Saturday pretty much came and went without much interaction. I went to visit my sister most of the day and he attended his Saturday night meeting. Sunday, I worked from 8AM to 4PM. When I came home, I suggested that we go get a bite to eat together and go pick up a few things at the supermarket. During the meal and shopping excursion, we had very limited conversation, except for the occasional “pass the ketchup” or “pick up a pack of the Chips Ahoy cookies, they’re on sale” comment. By the time we parked the car, I couldn’t help but break down in tears. I asked him what was going on with him. I feel so hurt. I feel like he’s detaching from me. I tell him that we don’t need to talk every second, but we barely exchanged words the entire weekend. Our schedules are already packed with work, meetings, therapy and phone calls, how could we have nothing to talk about when we share so little time together as it is? I’m scared that this a sign that things are going downhill again. The only thing he could muster up was an “I know”. I left the car with such a heavy heart. Where do you go when you pour out your heart and only get an “I know” as a response. I was hoping that he would take the opportunity to communicate with me, but he didn’t. I knew that this situation would escalate out of control if I didn’t do something. So, I decided to call some program folks. I didn’t mention what was happening with me & ML, but just talking to someone and getting my bearings helped bring me some serenity in that moment.

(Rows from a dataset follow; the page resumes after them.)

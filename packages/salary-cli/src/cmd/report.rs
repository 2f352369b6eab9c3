use anyhow::{Context, Result};
use clap::{Args, ValueEnum};
use salary_stats::{
    collect_stats, render_table, ConfigError, Credentials, JobBoard, LanguageReport,
    SourceSettings, StatsConfig,
};
use tracing::{error, info};

#[derive(Debug, Clone, Copy, Default, PartialEq, Eq, ValueEnum)]
pub enum Source {
    Hh,
    Superjob,
    #[default]
    All,
}

impl Source {
    fn includes_hh(self) -> bool {
        matches!(self, Source::Hh | Source::All)
    }

    fn includes_superjob(self) -> bool {
        matches!(self, Source::Superjob | Source::All)
    }
}

#[derive(Debug, Default, Args)]
pub struct ReportArgs {
    /// Which job board to query
    #[arg(long, value_enum, default_value_t = Source::All)]
    pub source: Source,

    /// Language to survey (repeatable; defaults to the built-in list)
    #[arg(short, long = "language")]
    pub languages: Vec<String>,

    /// Only vacancies published within the last N days
    #[arg(long)]
    pub period: Option<u32>,

    /// Vacancies requested per page
    #[arg(long)]
    pub page_size: Option<u32>,

    /// Give up on a language after this many pages
    #[arg(long)]
    pub max_pages: Option<u32>,

    /// Stop once this many salaries are collected for a language
    #[arg(long)]
    pub max_processed: Option<usize>,

    /// Print JSON instead of tables
    #[arg(long)]
    pub json: bool,
}

impl ReportArgs {
    fn apply(&self, config: &mut StatsConfig) {
        if !self.languages.is_empty() {
            config.languages = self.languages.clone();
        }
        for settings in [&mut config.headhunter, &mut config.superjob] {
            if let Some(period) = self.period {
                settings.recency_days = Some(period);
            }
            if let Some(page_size) = self.page_size {
                settings.page_size = page_size;
            }
            if let Some(max_pages) = self.max_pages {
                settings.max_pages = max_pages;
            }
            if self.max_processed.is_some() {
                settings.max_processed = self.max_processed;
            }
        }
    }
}

pub async fn run(args: ReportArgs) -> Result<()> {
    let mut config = StatsConfig::default();
    args.apply(&mut config);
    let credentials = Credentials::from_env().context("Failed to load configuration")?;

    if args.source.includes_hh() {
        let board = credentials.headhunter_board();
        if let Some(report) =
            collect_source("HeadHunter", board, &config.languages, &config.headhunter).await
        {
            print_report("HeadHunter Moscow", &report, args.json)?;
        }
    }

    if args.source.includes_superjob() {
        let board = credentials.superjob_board(config.superjob_catalogue);
        if let Some(report) =
            collect_source("SuperJob", board, &config.languages, &config.superjob).await
        {
            print_report("SuperJob Moscow", &report, args.json)?;
        }
    }

    Ok(())
}

/// Report for one source, or `None` (logged) when its board can't be built.
async fn collect_source<B: JobBoard>(
    source: &str,
    board: Result<B, ConfigError>,
    languages: &[String],
    settings: &SourceSettings,
) -> Option<LanguageReport> {
    match board {
        Ok(board) => {
            info!(source, languages = languages.len(), "Collecting statistics");
            Some(collect_stats(&board, languages, settings).await)
        }
        Err(e) => {
            error!(source, error = %e, "Skipping source");
            None
        }
    }
}

fn print_report(title: &str, report: &LanguageReport, json: bool) -> Result<()> {
    if json {
        let value = serde_json::json!({ "source": title, "languages": report });
        println!("{}", serde_json::to_string_pretty(&value)?);
    } else {
        println!("{}", render_table(title, report));
        println!();
    }
    Ok(())
}

#[cfg(test)]
mod tests {
    use super::*;
    use salary_stats::testing::{listing, ScriptedBoard};
    use salary_stats::LanguageStats;

    #[test]
    fn overrides_apply_to_both_sources() {
        let args = ReportArgs {
            languages: vec!["Rust".into()],
            period: Some(7),
            page_size: Some(50),
            max_processed: Some(1000),
            ..Default::default()
        };
        let mut config = StatsConfig::default();
        args.apply(&mut config);

        assert_eq!(config.languages, vec!["Rust"]);
        for settings in [&config.headhunter, &config.superjob] {
            assert_eq!(settings.recency_days, Some(7));
            assert_eq!(settings.page_size, 50);
            assert_eq!(settings.max_processed, Some(1000));
            assert_eq!(settings.max_pages, 100);
        }
        assert_eq!(config.headhunter.currency, "RUR");
        assert_eq!(config.superjob.currency, "rub");
    }

    #[test]
    fn no_overrides_keep_defaults() {
        let mut config = StatsConfig::default();
        ReportArgs::default().apply(&mut config);
        assert_eq!(config, StatsConfig::default());
    }

    #[tokio::test]
    async fn missing_superjob_key_skips_only_superjob() {
        let credentials = Credentials::from_lookup(|_| None).unwrap();
        let languages = vec!["Python".to_string()];
        let settings = SourceSettings {
            query_prefix: None,
            ..SourceSettings::headhunter()
        };
        let hh = ScriptedBoard::new("HeadHunter").with_pages(
            "Python",
            500,
            vec![vec![listing(Some(90000.0), None, "RUR")]],
        );

        let superjob = collect_source(
            "SuperJob",
            credentials.superjob_board(Some(48)),
            &languages,
            &SourceSettings::superjob(),
        )
        .await;
        let headhunter = collect_source("HeadHunter", Ok(hh.clone()), &languages, &settings).await;

        assert!(superjob.is_none());
        let report = headhunter.unwrap();
        assert_eq!(
            report["Python"],
            LanguageStats {
                found: 500,
                processed: 1,
                average: 108000
            }
        );
        assert_eq!(hh.call_count(), 1);
    }
}
use serde::{Deserialize, Deserializer, Serialize};

/// Query parameters for `GET /2.0/vacancies/`.
#[derive(Debug, Clone, Serialize)]
pub struct VacancySearch {
    pub keyword: String,
    /// Town id (4 = Moscow).
    pub town: u32,
    /// Catalogue id (48 = "Development, programming").
    #[serde(skip_serializing_if = "Option::is_none")]
    pub catalogues: Option<u32>,
    pub page: u32,
    pub count: u32,
    /// Unix timestamp; only vacancies published after it.
    #[serde(skip_serializing_if = "Option::is_none")]
    pub date_published_from: Option<i64>,
    /// `1` excludes "salary by agreement" vacancies.
    #[serde(skip_serializing_if = "Option::is_none")]
    pub no_agreement: Option<u8>,
}

impl VacancySearch {
    pub fn new(keyword: impl Into<String>, town: u32) -> Self {
        Self {
            keyword: keyword.into(),
            town,
            catalogues: None,
            page: 0,
            count: 20,
            date_published_from: None,
            no_agreement: None,
        }
    }
}

#[derive(Debug, Clone, Deserialize)]
pub struct VacanciesPage {
    /// Elements that are not vacancy objects are dropped.
    #[serde(default, deserialize_with = "lenient_items")]
    pub objects: Vec<Vacancy>,
    #[serde(default)]
    pub total: u64,
    #[serde(default)]
    pub more: bool,
}

#[derive(Debug, Clone, Deserialize)]
pub struct Vacancy {
    #[serde(default, deserialize_with = "lenient_id")]
    pub id: u64,
    #[serde(default, deserialize_with = "lenient_string")]
    pub profession: String,
    /// `0` when the bound is not published.
    #[serde(default, deserialize_with = "lenient_number")]
    pub payment_from: Option<f64>,
    #[serde(default, deserialize_with = "lenient_number")]
    pub payment_to: Option<f64>,
    /// Lowercase code, e.g. "rub", "usd".
    #[serde(default, deserialize_with = "lenient")]
    pub currency: Option<String>,
    #[serde(default, deserialize_with = "lenient")]
    pub link: Option<String>,
    #[serde(default, deserialize_with = "lenient")]
    pub firm_name: Option<String>,
    #[serde(default, deserialize_with = "lenient")]
    pub town: Option<Town>,
}

#[derive(Debug, Clone, Deserialize)]
pub struct Town {
    pub id: Option<u32>,
    pub title: String,
}

fn lenient_number<'de, D>(deserializer: D) -> Result<Option<f64>, D::Error>
where
    D: Deserializer<'de>,
{
    let value = serde_json::Value::deserialize(deserializer)?;
    Ok(value.as_f64())
}

fn lenient_id<'de, D>(deserializer: D) -> Result<u64, D::Error>
where
    D: Deserializer<'de>,
{
    let value = serde_json::Value::deserialize(deserializer)?;
    Ok(value.as_u64().unwrap_or_default())
}

fn lenient_string<'de, D>(deserializer: D) -> Result<String, D::Error>
where
    D: Deserializer<'de>,
{
    Ok(match serde_json::Value::deserialize(deserializer)? {
        serde_json::Value::String(s) => s,
        serde_json::Value::Number(n) => n.to_string(),
        _ => String::new(),
    })
}

/// Malformed values become `None` rather than failing the page.
fn lenient<'de, D, T>(deserializer: D) -> Result<Option<T>, D::Error>
where
    D: Deserializer<'de>,
    T: serde::de::DeserializeOwned,
{
    let value = serde_json::Value::deserialize(deserializer)?;
    if value.is_null() {
        return Ok(None);
    }
    match serde_json::from_value(value) {
        Ok(parsed) => Ok(Some(parsed)),
        Err(e) => {
            tracing::debug!(error = %e, "Ignoring malformed vacancy field");
            Ok(None)
        }
    }
}

fn lenient_items<'de, D>(deserializer: D) -> Result<Vec<Vacancy>, D::Error>
where
    D: Deserializer<'de>,
{
    let serde_json::Value::Array(items) = serde_json::Value::deserialize(deserializer)? else {
        return Ok(Vec::new());
    };

    Ok(items
        .into_iter()
        .filter_map(|item| {
            serde_json::from_value(item)
                .map_err(|e| tracing::debug!(error = %e, "Skipping malformed vacancy"))
                .ok()
        })
        .collect())
}
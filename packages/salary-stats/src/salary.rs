//! Salary normalization.
//!
//! Turns a published salary range into a single number. When only one bound
//! is published, postings tend to understate the ceiling and overstate the
//! floor less, so a lone upper bound is scaled down and a lone lower bound is
//! scaled up.

use crate::types::Listing;

/// Multiplier applied when only the upper bound is published.
pub const UPPER_ONLY_FACTOR: f64 = 0.8;

/// Multiplier applied when only the lower bound is published.
pub const LOWER_ONLY_FACTOR: f64 = 1.2;

/// Estimate a salary from optional bounds. Zero bounds count as missing.
pub fn predict_salary(from: Option<f64>, to: Option<f64>) -> Option<f64> {
    let from = from.filter(|v| *v != 0.0);
    let to = to.filter(|v| *v != 0.0);

    match (from, to) {
        (Some(from), Some(to)) => Some((from + to) / 2.0),
        (None, Some(to)) => Some(to * UPPER_ONLY_FACTOR),
        (Some(from), None) => Some(from * LOWER_ONLY_FACTOR),
        (None, None) => None,
    }
}

/// Estimate a listing's salary in `currency`.
///
/// Listings without a salary, without a currency, or in another currency
/// yield `None`. No conversion between currencies is attempted.
pub fn estimate_salary(listing: &Listing, currency: &str) -> Option<f64> {
    let salary = listing.salary.as_ref()?;
    if salary.currency.as_deref() != Some(currency) {
        return None;
    }
    predict_salary(salary.from, salary.to)
}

The night ended quietly. I cooked a lasagna. We watched a little Dexter. And the weekend ended in silence. I feel a little loss. I don’t understand what’s happening. I don’t understand why ML is pulling away. Maybe he’s white-knuckling it. Maybe he’s getting too comfortable. Maybe he’s on the verge of relapsing. I don’t know anymore. I try to keep the focus on me. I tried to take care of myself this weekend, but that doesn’t mean that ML’s silence didn’t hurt. Or that I wasn’t disappointed all over again and completely exhausted. Though I managed myself pretty well in this situation, I still feel very sad and just writing this is making me teary eyed. I’m going to a meeting tonight. I don’t know what else I can do.
E,
I’m so sorry. I know this well. Somehow, sometimes, our best efforts don’t mean that our partners are giving theirs.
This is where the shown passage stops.